[CentOS] How protect bash history file, do audit alike in server[SOLVED]

Wed Aug 8 18:39:24 UTC 2012
Les Mikesell <lesmikesell at gmail.com>

On Wed, Aug 8, 2012 at 1:13 PM, Heng Su <ste.suheng at gmail.com> wrote:
>
>> No, it is not a common situation.  Normally you should not let anyone
>> you don't trust become root.  For fairly obvious reasons...
> Let said if you want get low price to set up multiple application
> servers  and outsource different server set up thing to different person
> on internet.
>   You have to give the root rights  to them, maybe you even don't know
> which command limitation should be given as you are not a master.
> so just give all permission to them.
> I think this scenario happens in small company have no enough man power
> to do it.

Yes, outsourcing happens, but what is your role in this picture?  If
someone else is managing the machine let them do their job and take
the blame if it breaks.   If someone else is managing an application,
normally that application should run as a non-root user and should not
need root access for most configuration/update tasks.    If you need
to be able to fix it regardless of what happens, take frequent
backups.

> previous scenario also applicable, different developer do code updating
> in server due to above reason.

If the production server matters, developers should be working on a
test/staging server with some sort of automated updates pushed to
production.

> you can not limit such as do not let them user 'cp' or other common
> commands as I want to know which guy overwrite wrong file. Even two
> user, I also need to know which one do wrong things.

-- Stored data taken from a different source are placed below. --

use model::core::relation::BinaryRelation;
use serde::{Deserialize, Serialize};
use std::fmt;

/// Comparison a user can request for a filter value.
///
/// The operator is written as an optional one-character prefix on the value:
///
/// ```text
/// stars:5   - Is
/// stars:!5  - IsNot
/// stars:>5  - GreaterThan
/// stars:<5  - LessThan
/// ```
#[derive(Debug, Clone, Copy, PartialEq, Eq, Hash, PartialOrd, Ord, Serialize, Deserialize)]
#[serde(rename_all = "snake_case")]
pub enum ComparisonOperator {
    Is,
    IsNot,
    GreaterThan,
    LessThan,
}

impl ComparisonOperator {
    pub const ALL: [ComparisonOperator; 4] = [
        ComparisonOperator::Is,
        ComparisonOperator::IsNot,
        ComparisonOperator::GreaterThan,
        ComparisonOperator::LessThan,
    ];

    /// Splits the operator prefix off a filter value.
    ///
    /// At most one character is consumed. Anything that is not a known prefix
    /// stays part of the value and the operator defaults to [`Is`].
    ///
    /// [`Is`]: ComparisonOperator::Is
    pub fn parse_prefix(token: &str) -> (ComparisonOperator, &str) {
        if let Some(rest) = token.strip_prefix('!') {
            (ComparisonOperator::IsNot, rest)
        } else if let Some(rest) = token.strip_prefix('>') {
            (ComparisonOperator::GreaterThan, rest)
        } else if let Some(rest) = token.strip_prefix('<') {
            (ComparisonOperator::LessThan, rest)
        } else {
            (ComparisonOperator::Is, token)
        }
    }

    pub fn prefix(self) -> &'static str {
        match self {
            ComparisonOperator::Is => "",
            ComparisonOperator::IsNot => "!",
            ComparisonOperator::GreaterThan => ">",
            ComparisonOperator::LessThan => "<",
        }
    }

    /// Literal relational counterpart, used by ordered filter kinds.
    pub fn relation(self) -> BinaryRelation {
        match self {
            ComparisonOperator::Is => BinaryRelation::Equal,
            ComparisonOperator::IsNot => BinaryRelation::NotEqual,
            ComparisonOperator::GreaterThan => BinaryRelation::GreaterThan,
            ComparisonOperator::LessThan => BinaryRelation::LessThan,
        }
    }

    /// Human readable form used in filter descriptions.
    pub fn description(self) -> &'static str {
        match self {
            ComparisonOperator::Is => "is",
            ComparisonOperator::IsNot => "is not",
            ComparisonOperator::GreaterThan => "is greater than",
            ComparisonOperator::LessThan => "is less than",
        }
    }
}

impl fmt::Display for ComparisonOperator {
    fn fmt(&self, f: &mut fmt::Formatter<'_>) -> fmt::Result {
        match self {
            ComparisonOperator::Is => write!(f, "is"),
            ComparisonOperator::IsNot => write!(f, "is-not"),
            ComparisonOperator::GreaterThan => write!(f, "greater-than"),
            ComparisonOperator::LessThan => write!(f, "less-than"),
        }
    }
}

#[cfg(test)]
mod tests {
    use super::*;

    #[test]
    fn test_parse_prefix() {
        assert_eq!(
            ComparisonOperator::parse_prefix("5"),
            (ComparisonOperator::Is, "5")
        );
        assert_eq!(
            ComparisonOperator::parse_prefix("!5"),
            (ComparisonOperator::IsNot, "5")
        );
        assert_eq!(
            ComparisonOperator::parse_prefix(">5"),
            (ComparisonOperator::GreaterThan, "5")
        );
        assert_eq!(
            ComparisonOperator::parse_prefix("<5"),
            (ComparisonOperator::LessThan, "5")
        );
    }

    #[test]
    fn test_unknown_prefix_stays_in_value() {
        assert_eq!(
            ComparisonOperator::parse_prefix("#5"),
            (ComparisonOperator::Is, "#5")
        );
        assert_eq!(
            ComparisonOperator::parse_prefix("=5"),
            (ComparisonOperator::Is, "=5")
        );
    }

    #[test]
    fn test_only_one_prefix_character_is_consumed() {
        assert_eq!(
            ComparisonOperator::parse_prefix(">>5"),
            (ComparisonOperator::GreaterThan, ">5")
        );
        assert_eq!(
            ComparisonOperator::parse_prefix("!<5"),
            (ComparisonOperator::IsNot, "<5")
        );
        assert_eq!(
            ComparisonOperator::parse_prefix(""),
            (ComparisonOperator::Is, "")
        );
    }

    #[test]
    fn test_prefix_round_trips() {
        for op in ComparisonOperator::ALL {
            let raw = format!("{}42", op.prefix());
            assert_eq!(ComparisonOperator::parse_prefix(&raw), (op, "42"));
        }
    }

    #[test]
    fn test_relation_mapping() {
        assert_eq!(ComparisonOperator::Is.relation(), BinaryRelation::Equal);
        assert_eq!(ComparisonOperator::IsNot.relation(), BinaryRelation::NotEqual);
        assert_eq!(
            ComparisonOperator::GreaterThan.relation(),
            BinaryRelation::GreaterThan
        );
        assert_eq!(ComparisonOperator::LessThan.relation(), BinaryRelation::LessThan);
    }

    #[test]
    fn test_display() {
        assert_eq!(format!("{}", ComparisonOperator::IsNot), "is-not");
        assert_eq!(ComparisonOperator::GreaterThan.description(), "is greater than");
    }
}
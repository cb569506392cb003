use planner::{ColumnMap, Dialect, MySql, Postgres, SearchSql};
use search_filter::compile;

const HOSTILE: &[&str] = &[
    r#"author:"x' OR '1'='1""#,
    r#"keyword:"'); DROP TABLE packages; --""#,
    r#""' UNION SELECT password FROM users --""#,
    r#"author:!"$1 \" OR 1=1""#,
    "100%_match",
];

fn assert_user_text_is_bound(dialect: &dyn Dialect, placeholder: &str) {
    for input in HOSTILE {
        let query = compile(input).query;
        let rendered = SearchSql::render(&query, &ColumnMap::default(), dialect).unwrap();

        for needle in ["OR '1'", "DROP", "UNION", "OR 1=1", "match"] {
            assert!(
                !rendered.sql.contains(needle),
                "{} leaked {needle:?} from {input:?}: {}",
                dialect.name(),
                rendered.sql
            );
        }
        assert_eq!(
            rendered.sql.matches(placeholder).count(),
            rendered.params.len(),
            "{input:?}: {}",
            rendered.sql
        );
    }
}

#[test]
fn test_postgres_binds_user_text() {
    assert_user_text_is_bound(&Postgres, "$");
}

#[test]
fn test_mysql_binds_user_text() {
    assert_user_text_is_bound(&MySql, "?");
}

#[test]
fn test_like_wildcards_are_escaped() {
    let query = compile("100%_match").query;
    let rendered = SearchSql::render(&query, &ColumnMap::default(), &Postgres).unwrap();
    assert_eq!(
        rendered.params[0],
        model::core::value::Value::from(r"%100\%\_match%")
    );
}

#[test]
fn test_column_names_cannot_break_out_of_quotes() {
    let query = compile("stars:>5").query;

    let columns = ColumnMap::empty().with_column("stars", r#"stars" OR 1=1 --"#);
    let rendered = SearchSql::render(&query, &columns, &Postgres).unwrap();
    assert_eq!(rendered.sql, r#""stars"" OR 1=1 --" > $1"#);

    let columns = ColumnMap::empty().with_column("stars", "stars` OR 1=1 --");
    let rendered = SearchSql::render(&query, &columns, &MySql).unwrap();
    assert_eq!(rendered.sql, "`stars`` OR 1=1 --` > ?");
}
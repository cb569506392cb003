use serde::{Deserialize, Serialize};
use std::fmt;

/// Byte range of a token within the raw query string.
#[derive(Debug, Clone, Copy, Default, PartialEq, Eq, Hash, Serialize, Deserialize)]
pub struct Span {
    pub start: usize,
    pub end: usize,
}

impl Span {
    pub fn new(start: usize, end: usize) -> Self {
        Span { start, end }
    }

    pub fn len(&self) -> usize {
        self.end.saturating_sub(self.start)
    }

    pub fn is_empty(&self) -> bool {
        self.len() == 0
    }

    /// Slices `source` by this span, if the span is valid for it.
    pub fn slice<'a>(&self, source: &'a str) -> Option<&'a str> {
        source.get(self.start..self.end)
    }
}

impl fmt::Display for Span {
    fn fmt(&self, f: &mut fmt::Formatter<'_>) -> fmt::Result {
        write!(f, "{}..{}", self.start, self.end)
    }
}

In that sort of environment I would try to split the services onto
separate VMs or smaller servers, each managed by one person or team
that is responsible for fixing it if anything breaks.   Knowing who
did something wrong really isn't going to be that much help in making
things work again, especially for the parts managed by someone else
that just happen to be on a shared server.

-- 
   Les Mikesell
     lesmikesell at gmail.com